**Given information**
//! Implementation of bitwise operations on multiprecision integers.
//!
//! All operations behave as if applied to the infinite two's complement representations of their
//! operands, i.e. negative values are sign extended with an infinite sequence of set bits.

use super::add_impl::{ct_add_mp_l, ct_sub_mp_l};
use super::error::MpIntError;
use super::limb::{ct_add_l_l, ct_sub_l_l, LimbType};
use super::mpint::MpInt;

/// Compute `w = !u`, which equals `-(u + 1)`.
pub fn not_mp(w: &mut MpInt, u: &MpInt) -> Result<(), MpIntError> {
    let u_limbs = u.limbs();
    if u.is_negative() {
        // !u == |u| - 1.
        w.limbs.try_copy_from(u_limbs)?;
        let borrow = ct_sub_mp_l(w.limbs.as_mut_slice(), 1);
        debug_assert_eq!(borrow, 0);
        w.negative = false;
    } else {
        w.limbs.try_resize(u_limbs.len() + 1)?;
        let w_limbs = w.limbs.as_mut_slice();
        w_limbs[..u_limbs.len()].copy_from_slice(u_limbs);
        w_limbs[u_limbs.len()] = 0;
        let carry = ct_add_mp_l(w_limbs, 1);
        debug_assert_eq!(carry, 0);
        w.negative = true;
    }
    w.normalize();
    Ok(())
}

/// Iterator over the two's complement limbs of a signed magnitude.
///
/// Yields sign extension limbs past the magnitude's end indefinitely.
struct TwosComplementLimbs<'a> {
    limbs: &'a [LimbType],
    negative: bool,
    i: usize,
    borrow: LimbType,
}

impl<'a> TwosComplementLimbs<'a> {
    fn new(u: &'a MpInt) -> Self {
        Self {
            limbs: u.limbs(),
            negative: u.is_negative(),
            i: 0,
            borrow: 1,
        }
    }
}

impl<'a> Iterator for TwosComplementLimbs<'a> {
    type Item = LimbType;

    fn next(&mut self) -> Option<Self::Item> {
        let val = self.limbs.get(self.i).copied().unwrap_or(0);
        self.i += 1;
        if !self.negative {
            return Some(val);
        }
        // -|u| == !(|u| - 1).
        let (borrow, val) = ct_sub_l_l(val, self.borrow);
        self.borrow = borrow;
        Some(!val)
    }
}

fn bitop_mp_mp<F>(w: &mut MpInt, u: &MpInt, v: &MpInt, op: F) -> Result<(), MpIntError>
where
    F: Fn(LimbType, LimbType) -> LimbType,
{
    // One extra limb for the sign extension.
    let nlimbs = u.limbs().len().max(v.limbs().len()) + 1;
    let negative = op(
        (u.is_negative() as LimbType).wrapping_neg(),
        (v.is_negative() as LimbType).wrapping_neg(),
    ) != 0;

    w.limbs.try_resize(nlimbs)?;
    let w_limbs = w.limbs.as_mut_slice();
    let u_iter = TwosComplementLimbs::new(u);
    let v_iter = TwosComplementLimbs::new(v);
    for (w_val, (u_val, v_val)) in w_limbs.iter_mut().zip(u_iter.zip(v_iter)) {
        *w_val = op(u_val, v_val);
    }

    if negative {
        // Convert back from two's complement: |w| == !w + 1.
        let mut carry = 1;
        for w_val in w_limbs.iter_mut() {
            (carry, *w_val) = ct_add_l_l(!*w_val, carry);
        }
    }
    w.negative = negative;
    w.normalize();
    Ok(())
}

/// Compute `w = u & v`.
pub fn and_mp_mp(w: &mut MpInt, u: &MpInt, v: &MpInt) -> Result<(), MpIntError> {
    bitop_mp_mp(w, u, v, |a, b| a & b)
}

/// Compute `w = u | v`.
pub fn or_mp_mp(w: &mut MpInt, u: &MpInt, v: &MpInt) -> Result<(), MpIntError> {
    bitop_mp_mp(w, u, v, |a, b| a | b)
}

/// Compute `w = u ^ v`.
pub fn xor_mp_mp(w: &mut MpInt, u: &MpInt, v: &MpInt) -> Result<(), MpIntError> {
    bitop_mp_mp(w, u, v, |a, b| a ^ b)
}

impl MpInt {
    pub fn checked_not(&self) -> Result<MpInt, MpIntError> {
        let mut w = MpInt::new();
        not_mp(&mut w, self)?;
        Ok(w)
    }

    pub fn checked_and(&self, v: &MpInt) -> Result<MpInt, MpIntError> {
        let mut w = MpInt::new();
        and_mp_mp(&mut w, self, v)?;
        Ok(w)
    }

    pub fn checked_or(&self, v: &MpInt) -> Result<MpInt, MpIntError> {
        let mut w = MpInt::new();
        or_mp_mp(&mut w, self, v)?;
        Ok(w)
    }

    pub fn checked_xor(&self, v: &MpInt) -> Result<MpInt, MpIntError> {
        let mut w = MpInt::new();
        xor_mp_mp(&mut w, self, v)?;
        Ok(w)
    }
}

#[test]
fn test_not_mp() {
    for u in [0i64, 1, -1, 2, -2, i64::MAX, i64::MIN] {
        assert_eq!(MpInt::from(u).checked_not().unwrap(), MpInt::from(!u));
    }
    let u = MpInt::try_from_limbs(false, &[!0]).unwrap();
    let w = u.checked_not().unwrap();
    assert_eq!(w.limbs(), &[0, 1]);
    assert!(w.is_negative());
    assert_eq!(w.checked_not().unwrap(), u);
}

#[test]
fn test_bitop_mp_mp_small() {
    let vals = [0i64, 1, -1, 6, -6, 12, -12, 0x5555, -0x5555, i64::MAX, i64::MIN];
    for u in vals {
        for v in vals {
            let (mu, mv) = (MpInt::from(u), MpInt::from(v));
            assert_eq!(mu.checked_and(&mv).unwrap(), MpInt::from(u & v), "{} & {}", u, v);
            assert_eq!(mu.checked_or(&mv).unwrap(), MpInt::from(u | v), "{} | {}", u, v);
            assert_eq!(mu.checked_xor(&mv).unwrap(), MpInt::from(u ^ v), "{} ^ {}", u, v);
        }
    }
}

#[test]
fn test_bitop_mp_mp_sign_extension() {
    // -2^64 & (2^64 + 5) sign extends the shorter operand's ones.
    let u = tst_mk_mpint!("-0x10000000000000000");
    let v = tst_mk_mpint!("0x10000000000000005");
    assert_eq!(u.checked_and(&v).unwrap(), tst_mk_mpint!("0x10000000000000000"));
    assert_eq!(u.checked_or(&v).unwrap(), tst_mk_mpint!("-0xfffffffffffffffb"));
    assert_eq!(u.checked_xor(&v).unwrap(), tst_mk_mpint!("-0x1fffffffffffffffb"));

    // x ^ x == 0, x & !x == 0, x | !x == -1.
    let x = tst_mk_mpint!("-0x123456789abcdef0123456789");
    let not_x = x.checked_not().unwrap();
    assert!(x.checked_xor(&x).unwrap().is_zero());
    assert!(x.checked_and(&not_x).unwrap().is_zero());
    assert_eq!(x.checked_or(&not_x).unwrap(), MpInt::from(-1i64));
}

**Task statement**
All entries must come back exactly as they were written.

**Solution to this problem**
//! Implementation of bitwise operations on multiprecision integers.
//!
//! All operations behave as if applied to the infinite two's complement representations of their
//! operands, i.e. negative values are sign extended with an infinite sequence of set bits.

use super::add_impl::{ct_add_mp_l, ct_sub_mp_l};
use super::error::MpIntError;
use super::limb::{ct_add_l_l, ct_sub_l_l, LimbType};
use super::mpint::MpInt;

/// Compute `w = !u`, which equals `-(u + 1)`.
pub fn not_mp(w: &mut MpInt, u: &MpInt) -> Result<(), MpIntError> {
    let u_limbs = u.limbs();
    if u.is_negative() {
        // !u == |u| - 1.
        w.limbs.try_copy_from(u_limbs)?;
        let borrow = ct_sub_mp_l(w.limbs.as_mut_slice(), 1);
        debug_assert_eq!(borrow, 0);
        w.negative = false;
    } else {
        w.limbs.try_resize(u_limbs.len() + 1)?;
        let w_limbs = w.limbs.as_mut_slice();
        w_limbs[..u_limbs.len()].copy_from_slice(u_limbs);
        w_limbs[u_limbs.len()] = 0;
        let carry = ct_add_mp_l(w_limbs, 1);
        debug_assert_eq!(carry, 0);
        w.negative = true;
    }
    w.normalize();
    Ok(())
}

/// Iterator over the two's complement limbs of a signed magnitude.
///
/// Yields sign extension limbs past the magnitude's end indefinitely.
struct TwosComplementLimbs<'a> {
    limbs: &'a [LimbType],
    negative: bool,
    i: usize,
    borrow: LimbType,
}

impl<'a> TwosComplementLimbs<'a> {
    fn new(u: &'a MpInt) -> Self {
        Self {
            limbs: u.limbs(),
            negative: u.is_negative(),
            i: 0,
            borrow: 1,
        }
    }
}

impl<'a> Iterator for TwosComplementLimbs<'a> {
    type Item = LimbType;

    fn next(&mut self) -> Option<Self::Item> {
        let val = self.limbs.get(self.i).copied().unwrap_or(0);
        self.i += 1;
        if !self.negative {
            return Some(val);
        }
        // -|u| == !(|u| - 1).
        let (borrow, val) = ct_sub_l_l(val, self.borrow);
        self.borrow = borrow;
        Some(!val)
    }
}

fn bitop_mp_mp<F>(w: &mut MpInt, u: &MpInt, v: &MpInt, op: F) -> Result<(), MpIntError>
where
    F: Fn(LimbType, LimbType) -> LimbType,
{
    // One extra limb for the sign extension.
    let nlimbs = u.limbs().len().max(v.limbs().len()) + 1;
    let negative = op(
        (u.is_negative() as LimbType).wrapping_neg(),
        (v.is_negative() as LimbType).wrapping_neg(),
    ) != 0;

    w.limbs.try_resize(nlimbs)?;
    let w_limbs = w.limbs.as_mut_slice();
    let u_iter = TwosComplementLimbs::new(u);
    let v_iter = TwosComplementLimbs::new(v);
    for (w_val, (u_val, v_val)) in w_limbs.iter_mut().zip(u_iter.zip(v_iter)) {
        *w_val = op(u_val, v_val);
    }

    if negative {
        // Convert back from two's complement: |w| == !w + 1.
        let mut carry = 1;
        for w_val in w_limbs.iter_mut() {
            (carry, *w_val) = ct_add_l_l(!*w_val, carry);
        }
    }
    w.negative = negative;
    w.normalize();
    Ok(())
}

/// Compute `w = u & v`.
pub fn and_mp_mp(w: &mut MpInt, u: &MpInt, v: &MpInt) -> Result<(), MpIntError> {
    bitop_mp_mp(w, u, v, |a, b| a & b)
}

/// Compute `w = u | v`.
pub fn or_mp_mp(w: &mut MpInt, u: &MpInt, v: &MpInt) -> Result<(), MpIntError> {
    bitop_mp_mp(w, u, v, |a, b| a | b)
}

/// Compute `w = u ^ v`.
pub fn xor_mp_mp(w: &mut MpInt, u: &MpInt, v: &MpInt) -> Result<(), MpIntError> {
    bitop_mp_mp(w, u, v, |a, b| a ^ b)
}

impl MpInt {
    pub fn checked_not(&self) -> Result<MpInt, MpIntError> {
        let mut w = MpInt::new();
        not_mp(&mut w, self)?;
        Ok(w)
    }

    pub fn checked_and(&self, v: &MpInt) -> Result<MpInt, MpIntError> {
        let mut w = MpInt::new();
        and_mp_mp(&mut w, self, v)?;
        Ok(w)
    }

    pub fn checked_or(&self, v: &MpInt) -> Result<MpInt, MpIntError> {
        let mut w = MpInt::new();
        or_mp_mp(&mut w, self, v)?;
        Ok(w)
    }

    pub fn checked_xor(&self, v: &MpInt) -> Result<MpInt, MpIntError> {
        let mut w = MpInt::new();
        xor_mp_mp(&mut w, self, v)?;
        Ok(w)
    }
}

#[test]
fn test_not_mp() {
    for u in [0i64, 1, -1, 2, -2, i64::MAX, i64::MIN] {
        assert_eq!(MpInt::from(u).checked_not().unwrap(), MpInt::from(!u));
    }
    let u = MpInt::try_from_limbs(false, &[!0]).unwrap();
    let w = u.checked_not().unwrap();
    assert_eq!(w.limbs(), &[0, 1]);
    assert!(w.is_negative());
    assert_eq!(w.checked_not().unwrap(), u);
}

#[test]
fn test_bitop_mp_mp_small() {
    let vals = [0i64, 1, -1, 6, -6, 12, -12, 0x5555, -0x5555, i64::MAX, i64::MIN];
    for u in vals {
        for v in vals {
            let (mu, mv) = (MpInt::from(u), MpInt::from(v));
            assert_eq!(mu.checked_and(&mv).unwrap(), MpInt::from(u & v), "{} & {}", u, v);
            assert_eq!(mu.checked_or(&mv).unwrap(), MpInt::from(u | v), "{} | {}", u, v);
            assert_eq!(mu.checked_xor(&mv).unwrap(), MpInt::from(u ^ v), "{} ^ {}", u, v);
        }
    }
}

#[test]
fn test_bitop_mp_mp_sign_extension() {
    // -2^64 & (2^64 + 5) sign extends the shorter operand's ones.
    let u = tst_mk_mpint!("-0x10000000000000000");
    let v = tst_mk_mpint!("0x10000000000000005");
    assert_eq!(u.checked_and(&v).unwrap(), tst_mk_mpint!("0x10000000000000000"));
    assert_eq!(u.checked_or(&v).unwrap(), tst_mk_mpint!("-0xfffffffffffffffb"));
    assert_eq!(u.checked_xor(&v).unwrap(), tst_mk_mpint!("-0x1fffffffffffffffb"));

    // x ^ x == 0, x & !x == 0, x | !x == -1.
    let x = tst_mk_mpint!("-0x123456789abcdef0123456789");
    let not_x = x.checked_not().unwrap();
    assert!(x.checked_xor(&x).unwrap().is_zero());
    assert!(x.checked_and(&not_x).unwrap().is_zero());
    assert_eq!(x.checked_or(&not_x).unwrap(), MpInt::from(-1i64));
}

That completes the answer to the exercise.